In contrast to CTCF SNPs, SNPs discovered from RNAPII ChIP-seq data showed only a modest enrichment around RNAPII binding peaks (Figure2D). Phylogenetic conversation was higher over a broader range around RNAPII peak centers (Figure2E) where the Pilot 2 SNP density was also lower (Additional file 1: Figure S6B). This lower overall SNP density around RNAPII binding sites as well as at TSS (Additional file 1: Figure S6C) may minimize any potential increase in the discovery of SNPs at RNAPII binding sites from RNAPII ChIP-seq data.
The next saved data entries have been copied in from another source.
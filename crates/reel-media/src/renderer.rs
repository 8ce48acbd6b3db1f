//! Single-effect render executor.
//!
//! Drives one run of the external effect renderer: props are written to a
//! scoped temp file, the renderer is spawned in the effect's working
//! directory, stdout percentages are forwarded as monotonic progress and the
//! stderr tail is kept for diagnostics.

use std::io::Write;
use std::path::{Path, PathBuf};
use std::process::Stdio;

use reel_models::ParameterBundle;
use tempfile::NamedTempFile;
use tokio::process::Command;
use tokio::sync::watch;
use tracing::{debug, info, warn};

use crate::command::{collect_tail, wait_for_exit, LossyLines};
use crate::error::{MediaError, MediaResult};
use crate::fs_utils::{ensure_dir, ensure_parent_dir};
use crate::progress::ProgressTracker;

/// Renderer launch configuration.
#[derive(Debug, Clone)]
pub struct RendererConfig {
    /// Program to execute
    pub program: String,
    /// Arguments placed before the per-render arguments
    pub base_args: Vec<String>,
    /// Directory for finished artifacts
    pub output_dir: PathBuf,
    /// Directory for props files and composite work directories
    pub temp_dir: PathBuf,
}

impl Default for RendererConfig {
    fn default() -> Self {
        Self {
            program: "npx".to_string(),
            base_args: vec!["remotion".to_string(), "render".to_string()],
            output_dir: PathBuf::from("/tmp/reel/output"),
            temp_dir: PathBuf::from("/tmp/reel/tmp"),
        }
    }
}

/// Serialized props for one invocation; the file is removed on drop.
struct PropsFile {
    file: NamedTempFile,
}

impl PropsFile {
    fn write(temp_dir: &Path, props: &serde_json::Value) -> MediaResult<Self> {
        let mut file = tempfile::Builder::new()
            .prefix("props-")
            .suffix(".json")
            .tempfile_in(temp_dir)?;
        serde_json::to_writer(&mut file, props)?;
        file.flush()?;
        Ok(Self { file })
    }

    fn path(&self) -> &Path {
        self.file.path()
    }

    /// Delete the file, logging a failure instead of returning it.
    fn close(self) {
        let path = self.file.path().to_path_buf();
        if let Err(e) = self.file.close() {
            warn!("Failed to remove props file {}: {}", path.display(), e);
        }
    }
}

/// Runs the external effect renderer.
#[derive(Debug, Clone)]
pub struct EffectRenderer {
    config: RendererConfig,
}

impl EffectRenderer {
    pub fn new(config: RendererConfig) -> Self {
        Self { config }
    }

    pub fn config(&self) -> &RendererConfig {
        &self.config
    }

    /// Path of a named artifact in the output directory.
    pub fn artifact_path(&self, name: &str) -> PathBuf {
        self.config.output_dir.join(name)
    }

    /// Build the renderer argument list for one invocation.
    pub fn build_args(&self, bundle: &ParameterBundle, output: &Path, props: &Path) -> Vec<String> {
        let (first, last) = bundle.frame_range();
        let mut args = self.config.base_args.clone();
        args.push(bundle.entry_module.clone());
        args.push(bundle.composition_id.clone());
        args.push(output.to_string_lossy().to_string());
        args.push(format!("--props={}", props.display()));
        args.push(format!("--frames={}-{}", first, last));
        args
    }

    /// Render `bundle` into `output`.
    ///
    /// `on_progress` receives strictly increasing fractions and a final `1.0`
    /// on success. The props file is gone when this returns, and the child is
    /// killed if the returned future is dropped.
    pub async fn render<F>(
        &self,
        bundle: &ParameterBundle,
        output: &Path,
        cancel: Option<watch::Receiver<bool>>,
        on_progress: F,
    ) -> MediaResult<PathBuf>
    where
        F: Fn(f64) + Send + 'static,
    {
        ensure_parent_dir(output).await?;
        ensure_dir(&self.config.temp_dir).await?;

        let props = PropsFile::write(&self.config.temp_dir, &bundle.props)?;
        let result = self
            .run_renderer(bundle, output, props.path(), cancel, on_progress)
            .await;
        props.close();

        result
    }

    async fn run_renderer<F>(
        &self,
        bundle: &ParameterBundle,
        output: &Path,
        props_path: &Path,
        cancel: Option<watch::Receiver<bool>>,
        on_progress: F,
    ) -> MediaResult<PathBuf>
    where
        F: Fn(f64) + Send + 'static,
    {
        let args = self.build_args(bundle, output, props_path);
        debug!(
            effect_id = %bundle.effect_id,
            "Running renderer: {} {}",
            self.config.program,
            args.join(" ")
        );

        let mut child = Command::new(&self.config.program)
            .args(&args)
            .current_dir(&bundle.working_dir)
            .stdin(Stdio::null())
            .stdout(Stdio::piped())
            .stderr(Stdio::piped())
            .kill_on_drop(true)
            .spawn()
            .map_err(|e| MediaError::spawn_failure(&self.config.program, e))?;

        let stdout = child
            .stdout
            .take()
            .ok_or_else(|| MediaError::internal("renderer stdout not captured"))?;
        let stderr = child
            .stderr
            .take()
            .ok_or_else(|| MediaError::internal("renderer stderr not captured"))?;

        let progress_handle = tokio::spawn(async move {
            let mut tracker = ProgressTracker::default();
            let mut lines = LossyLines::new(stdout);
            while let Some(line) = lines.next_line().await {
                if let Some(fraction) = tracker.observe_line(&line) {
                    on_progress(fraction);
                }
            }
            on_progress
        });
        let stderr_handle = tokio::spawn(collect_tail(stderr));

        let Some(status) = wait_for_exit(&mut child, cancel).await else {
            // Grandchildren may still hold the pipes open
            progress_handle.abort();
            stderr_handle.abort();
            info!(effect_id = %bundle.effect_id, "Render cancelled, renderer killed");
            return Err(MediaError::Cancelled);
        };
        let status = status?;
        let on_progress = progress_handle.await.ok();
        let stderr_tail = stderr_handle.await.ok().flatten();

        if !status.success() {
            return Err(MediaError::NonZeroExit {
                code: status.code(),
                stderr: stderr_tail,
            });
        }

        if !tokio::fs::try_exists(output).await.unwrap_or(false) {
            return Err(MediaError::OutputMissing(output.to_path_buf()));
        }

        if let Some(on_progress) = on_progress {
            on_progress(1.0);
        }
        Ok(output.to_path_buf())
    }
}
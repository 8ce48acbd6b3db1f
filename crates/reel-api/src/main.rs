//! Axum API server binary.

use std::net::SocketAddr;
use std::sync::Arc;

use anyhow::Context;
use tracing::{info, warn};
use tracing_subscriber::{fmt, prelude::*, EnvFilter};

use reel_api::{create_router, metrics, ApiConfig, AppState, ExpirySweeper, SweeperConfig};

#[tokio::main]
async fn main() -> anyhow::Result<()> {
    // Load environment variables
    dotenvy::dotenv().ok();

    // Colored output for dev, JSON for production
    let use_json = std::env::var("LOG_FORMAT")
        .map(|v| v.eq_ignore_ascii_case("json"))
        .unwrap_or(false);

    let env_filter = EnvFilter::from_default_env().add_directive("reel=info".parse()?);

    if use_json {
        tracing_subscriber::registry()
            .with(fmt::layer().json())
            .with(env_filter)
            .init();
    } else {
        tracing_subscriber::registry()
            .with(
                fmt::layer()
                    .with_ansi(true)
                    .with_target(true)
                    .with_thread_ids(false)
                    .with_file(false)
                    .with_line_number(false),
            )
            .with(env_filter)
            .init();
    }

    info!("Starting reel-api");

    let config = ApiConfig::from_env();
    info!("API config: host={}, port={}", config.host, config.port);

    let state = AppState::from_env(config.clone())?;
    let worker = state.orchestrator.config();
    info!(
        output_dir = %worker.output_dir.display(),
        temp_dir = %worker.temp_dir.display(),
        renderer = %worker.renderer_program,
        max_jobs = worker.max_concurrent_jobs,
        "Render worker configured"
    );

    if let Err(e) = reel_media::check_ffmpeg(&worker.ffmpeg_path) {
        warn!("Composite merges will fail: {}", e);
    }

    let metrics_handle = if config.metrics_enabled {
        info!("Prometheus metrics enabled at /metrics");
        Some(metrics::init_metrics().context("failed to install Prometheus recorder")?)
    } else {
        None
    };

    let sweeper = ExpirySweeper::new(
        Arc::clone(state.store()),
        worker.output_dir.clone(),
        SweeperConfig::from_env(),
    );
    tokio::spawn(async move {
        sweeper.run().await;
    });

    let app = create_router(state, metrics_handle);

    let addr: SocketAddr = config
        .bind_address()
        .parse()
        .with_context(|| format!("invalid bind address {}", config.bind_address()))?;
    info!("Listening on {}", addr);

    let listener = tokio::net::TcpListener::bind(addr)
        .await
        .with_context(|| format!("failed to bind {}", addr))?;
    axum::serve(listener, app)
        .with_graceful_shutdown(shutdown_signal())
        .await?;

    info!("Server shutdown complete");
    Ok(())
}

async fn shutdown_signal() {
    if let Err(e) = tokio::signal::ctrl_c().await {
        warn!("Failed to listen for shutdown signal: {}", e);
        std::future::pending::<()>().await;
    }
    info!("Received shutdown signal");
}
Analysis of the chromosomal distribution of SNPs discovered from CTCF ChIP-seq data showed that the relative SNP density on the X chromosome was markedly lower than that of the autosomes (Figure3A). This was not a peculiarity of our SNP discovery pipeline as applied to ChIP-seq data, because when we analyzed Pilot 2 SNPs, we saw that the X chromosome similarly had a lower SNP density than autosomes (Figure3B). The more pronounced bias for the X chromosome within SNPs discovered from ChIP-seq data (compare Figures3A and and3B)3B) is not a SNP calling artifact because when we calculated the density of Pilot 2 SNPs within CTCF binding sites, the relative X chromosome SNP density was likewise lower than that of autosomes (Figure3C).
From SNP discovery with CTCF ChIP-seq data in multiple cell lines, we found that the number of SNPs discovered varied considerably between cell lines (Table1). Because the sequencing depth, that is, the total amount of sequence generated, differed between cell lines, we asked whether the difference in sequencing depths contributes to the difference in number of SNPs discovered. We found that the number of discovered SNPs indeed correlated well with the number of aligned reads (Figure4A).
Since SNPs within transcription factor binding regions are of the greatest interest from the perspective of understanding how genetic variation affects transcription factor binding, we were interested in understanding how increased sequencing depth affected SNP discovery in those ChIP-ed regions. For this purpose, we used CTCF ChIP-seq data in Progeria fibroblasts where we had the greatest sequencing depth. We defined ChIP-ed regions as regions covered by 5 or more reads and analyzed the total number of SNPs, and SNPs discovered within ChIP-ed regions as a function of sequencing depth. While the total number of discovered SNPs increased linearly with increasing sequencing depth, the number of SNPs within ChIP-ed regions increased more slowly and almost plateaued after ~32 million reads. Furthermore, with increased sequencing depth, the percent of total SNPs within ChIP-ed regions decreased, suggesting that the additional SNPs discovered with deeper sequencing occur outside of the ChIP-ed regions and are therefore less likely to be relevant for transcription factor binding (Figure4B).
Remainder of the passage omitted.